Collected data:
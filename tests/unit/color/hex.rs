use super::*;

#[test]
fn parses_full_form_with_and_without_hash() {
    assert_eq!(hex_to_rgb("#FF3366"), Rgb8::new(0xff, 0x33, 0x66));
    assert_eq!(hex_to_rgb("ff3366"), Rgb8::new(0xff, 0x33, 0x66));
    assert_eq!(hex_to_rgb("#000000"), Rgb8::BLACK);
    assert_eq!(hex_to_rgb("#FFFFFF"), Rgb8::new(255, 255, 255));
}

#[test]
fn expands_shorthand_digits() {
    assert_eq!(hex_to_rgb("abc"), Rgb8::new(0xaa, 0xbb, 0xcc));
    assert_eq!(hex_to_rgb("#F0a"), Rgb8::new(0xff, 0x00, 0xaa));
}

#[test]
fn malformed_input_falls_back_to_black() {
    for bad in [
        "", "#", "#ff", "#ffff", "#fffffff", "##ffffff", "zzzzzz", "#12345g", "+12345", " 123456",
        "ééé",
    ] {
        assert_eq!(hex_to_rgb(bad), Rgb8::BLACK, "input {bad:?}");
    }
}

#[test]
fn exhaustive_channel_values_round_trip_through_hex() {
    for v in 0..=255u8 {
        let s = format!("#{v:02x}{:02X}{v:02x}", 255 - v);
        assert_eq!(hex_to_rgb(&s), Rgb8::new(v, 255 - v, v));
    }
}

#[test]
fn rgba_is_opaque() {
    assert_eq!(Rgb8::new(1, 2, 3).to_rgba(), image::Rgba([1, 2, 3, 255]));
}
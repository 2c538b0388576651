use std::num::NonZeroU32;

use crate::engine::decode::PcmAudio;

/// Number of interleaved samples folded into one waveform bar.
pub fn samples_per_bar(pcm: &PcmAudio, resolution_hz: NonZeroU32) -> usize {
    let per_second = u64::from(pcm.sample_rate) * u64::from(pcm.channels);
    let window = per_second / u64::from(resolution_hz.get());
    usize::try_from(window.max(1)).unwrap_or(usize::MAX)
}

/// Root-mean-square of each bar-sized window; a trailing partial window still yields a bar.
pub fn rms_bars(pcm: &PcmAudio, resolution_hz: NonZeroU32) -> Vec<f64> {
    let window = samples_per_bar(pcm, resolution_hz);
    pcm.samples
        .chunks(window)
        .map(|chunk| {
            let sum_sq: f64 = chunk.iter().map(|s| s * s).sum();
            (sum_sq / chunk.len() as f64).sqrt()
        })
        .collect()
}

#[cfg(test)]
#[path = "../../tests/unit/engine/reduce.rs"]
mod tests;
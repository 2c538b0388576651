use std::io::Cursor;

use crate::engine::backend::EngineError;

/// Decoded audio: interleaved samples normalized to `[-1, 1]`.
#[derive(Clone, Debug, PartialEq)]
pub struct PcmAudio {
    /// Frames per second.
    pub sample_rate: u32,
    /// Interleaved channel count.
    pub channels: u16,
    /// Interleaved samples.
    pub samples: Vec<f64>,
}

impl PcmAudio {
    /// Playback length in seconds.
    pub fn duration_sec(&self) -> f64 {
        let frames = self.samples.len() as f64 / f64::from(self.channels.max(1));
        frames / f64::from(self.sample_rate.max(1))
    }
}

/// Decode a RIFF/WAVE byte buffer.
pub fn decode_wav(bytes: &[u8]) -> Result<PcmAudio, EngineError> {
    let reader = hound::WavReader::new(Cursor::new(bytes)).map_err(classify)?;
    let spec = reader.spec();
    if spec.channels == 0 || spec.sample_rate == 0 {
        return Err(EngineError::Format(format!(
            "wav header declares {} channels at {} Hz",
            spec.channels, spec.sample_rate
        )));
    }

    let samples = match spec.sample_format {
        hound::SampleFormat::Float => reader
            .into_samples::<f32>()
            .map(|s| s.map(f64::from))
            .collect::<Result<Vec<_>, _>>(),
        hound::SampleFormat::Int => {
            let full_scale = f64::from(1u32 << (spec.bits_per_sample.clamp(1, 32) - 1));
            reader
                .into_samples::<i32>()
                .map(|s| s.map(|v| f64::from(v) / full_scale))
                .collect::<Result<Vec<_>, _>>()
        }
    }
    .map_err(classify)?;

    if samples.is_empty() {
        return Err(EngineError::InvalidData("stream holds no samples".to_owned()));
    }

    tracing::debug!(
        sample_rate = spec.sample_rate,
        channels = spec.channels,
        bits = spec.bits_per_sample,
        samples = samples.len(),
        "decoded wav payload"
    );

    Ok(PcmAudio {
        sample_rate: spec.sample_rate,
        channels: spec.channels,
        samples,
    })
}

fn classify(err: hound::Error) -> EngineError {
    match err {
        // A cursor over memory only fails by running out of bytes.
        hound::Error::IoError(_) => EngineError::UnexpectedEos,
        hound::Error::FormatError(msg) => EngineError::Format(msg.to_owned()),
        hound::Error::Unsupported => {
            EngineError::Format("unsupported wav encoding".to_owned())
        }
        e @ (hound::Error::InvalidSampleFormat
        | hound::Error::TooWide
        | hound::Error::UnfinishedSample) => EngineError::InvalidData(e.to_string()),
    }
}

#[cfg(test)]
#[path = "../../tests/unit/engine/decode.rs"]
mod tests;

*Try it*:
Please repeat the records so that each one reads exactly as it does above.

*Answer space*:
filename tests/unit/color/hex.rs
use super::*;

#[test]
fn parses_full_form_with_and_without_hash() {
    assert_eq!(hex_to_rgb("#FF3366"), Rgb8::new(0xff, 0x33, 0x66));
    assert_eq!(hex_to_rgb("ff3366"), Rgb8::new(0xff, 0x33, 0x66));
    assert_eq!(hex_to_rgb("#000000"), Rgb8::BLACK);
    assert_eq!(hex_to_rgb("#FFFFFF"), Rgb8::new(255, 255, 255));
}

#[test]
fn expands_shorthand_digits() {
    assert_eq!(hex_to_rgb("abc"), Rgb8::new(0xaa, 0xbb, 0xcc));
    assert_eq!(hex_to_rgb("#F0a"), Rgb8::new(0xff, 0x00, 0xaa));
}

#[test]
fn malformed_input_falls_back_to_black() {
    for bad in [
        "", "#", "#ff", "#ffff", "#fffffff", "##ffffff", "zzzzzz", "#12345g", "+12345", " 123456",
        "ééé",
    ] {
        assert_eq!(hex_to_rgb(bad), Rgb8::BLACK, "input {bad:?}");
    }
}

#[test]
fn exhaustive_channel_values_round_trip_through_hex() {
    for v in 0..=255u8 {
        let s = format!("#{v:02x}{:02X}{v:02x}", 255 - v);
        assert_eq!(hex_to_rgb(&s), Rgb8::new(v, 255 - v, v));
    }
}

#[test]
fn rgba_is_opaque() {
    assert_eq!(Rgb8::new(1, 2, 3).to_rgba(), image::Rgba([1, 2, 3, 255]));
}
repository 2c538b0388576651
use std::num::NonZeroU32;

use crate::engine::decode::PcmAudio;

/// Number of interleaved samples folded into one waveform bar.
pub fn samples_per_bar(pcm: &PcmAudio, resolution_hz: NonZeroU32) -> usize {
    let per_second = u64::from(pcm.sample_rate) * u64::from(pcm.channels);
    let window = per_second / u64::from(resolution_hz.get());
    usize::try_from(window.max(1)).unwrap_or(usize::MAX)
}

/// Root-mean-square of each bar-sized window; a trailing partial window still yields a bar.
pub fn rms_bars(pcm: &PcmAudio, resolution_hz: NonZeroU32) -> Vec<f64> {
    let window = samples_per_bar(pcm, resolution_hz);
    pcm.samples
        .chunks(window)
        .map(|chunk| {
            let sum_sq: f64 = chunk.iter().map(|s| s * s).sum();
            (sum_sq / chunk.len() as f64).sqrt()
        })
        .collect()
}

#[cfg(test)]
#[path = "../../tests/unit/engine/reduce.rs"]
mod tests;
repository 2c538b0388576651
use std::io::Cursor;

use crate::engine::backend::EngineError;

/// Decoded audio: interleaved samples normalized to `[-1, 1]`.
#[derive(Clone, Debug, PartialEq)]
pub struct PcmAudio {
    /// Frames per second.
    pub sample_rate: u32,
    /// Interleaved channel count.
    pub channels: u16,
    /// Interleaved samples.
    pub samples: Vec<f64>,
}

impl PcmAudio {
    /// Playback length in seconds.
    pub fn duration_sec(&self) -> f64 {
        let frames = self.samples.len() as f64 / f64::from(self.channels.max(1));
        frames / f64::from(self.sample_rate.max(1))
    }
}

/// Decode a RIFF/WAVE byte buffer.
pub fn decode_wav(bytes: &[u8]) -> Result<PcmAudio, EngineError> {
    let reader = hound::WavReader::new(Cursor::new(bytes)).map_err(classify)?;
    let spec = reader.spec();
    if spec.channels == 0 || spec.sample_rate == 0 {
        return Err(EngineError::Format(format!(
            "wav header declares {} channels at {} Hz",
            spec.channels, spec.sample_rate
        )));
    }

    let samples = match spec.sample_format {
        hound::SampleFormat::Float => reader
            .into_samples::<f32>()
            .map(|s| s.map(f64::from))
            .collect::<Result<Vec<_>, _>>(),
        hound::SampleFormat::Int => {
            let full_scale = f64::from(1u32 << (spec.bits_per_sample.clamp(1, 32) - 1));
            reader
                .into_samples::<i32>()
                .map(|s| s.map(|v| f64::from(v) / full_scale))
                .collect::<Result<Vec<_>, _>>()
        }
    }
    .map_err(classify)?;

    if samples.is_empty() {
        return Err(EngineError::InvalidData("stream holds no samples".to_owned()));
    }

    tracing::debug!(
        sample_rate = spec.sample_rate,
        channels = spec.channels,
        bits = spec.bits_per_sample,
        samples = samples.len(),
        "decoded wav payload"
    );

    Ok(PcmAudio {
        sample_rate: spec.sample_rate,
        channels: spec.channels,
        samples,
    })
}

fn classify(err: hound::Error) -> EngineError {
    match err {
        // A cursor over memory only fails by running out of bytes.
        hound::Error::IoError(_) => EngineError::UnexpectedEos,
        hound::Error::FormatError(msg) => EngineError::Format(msg.to_owned()),
        hound::Error::Unsupported => {
            EngineError::Format("unsupported wav encoding".to_owned())
        }
        e @ (hound::Error::InvalidSampleFormat
        | hound::Error::TooWide
        | hound::Error::UnfinishedSample) => EngineError::InvalidData(e.to_string()),
    }
}

#[cfg(test)]
#[path = "../../tests/unit/engine/decode.rs"]
mod tests;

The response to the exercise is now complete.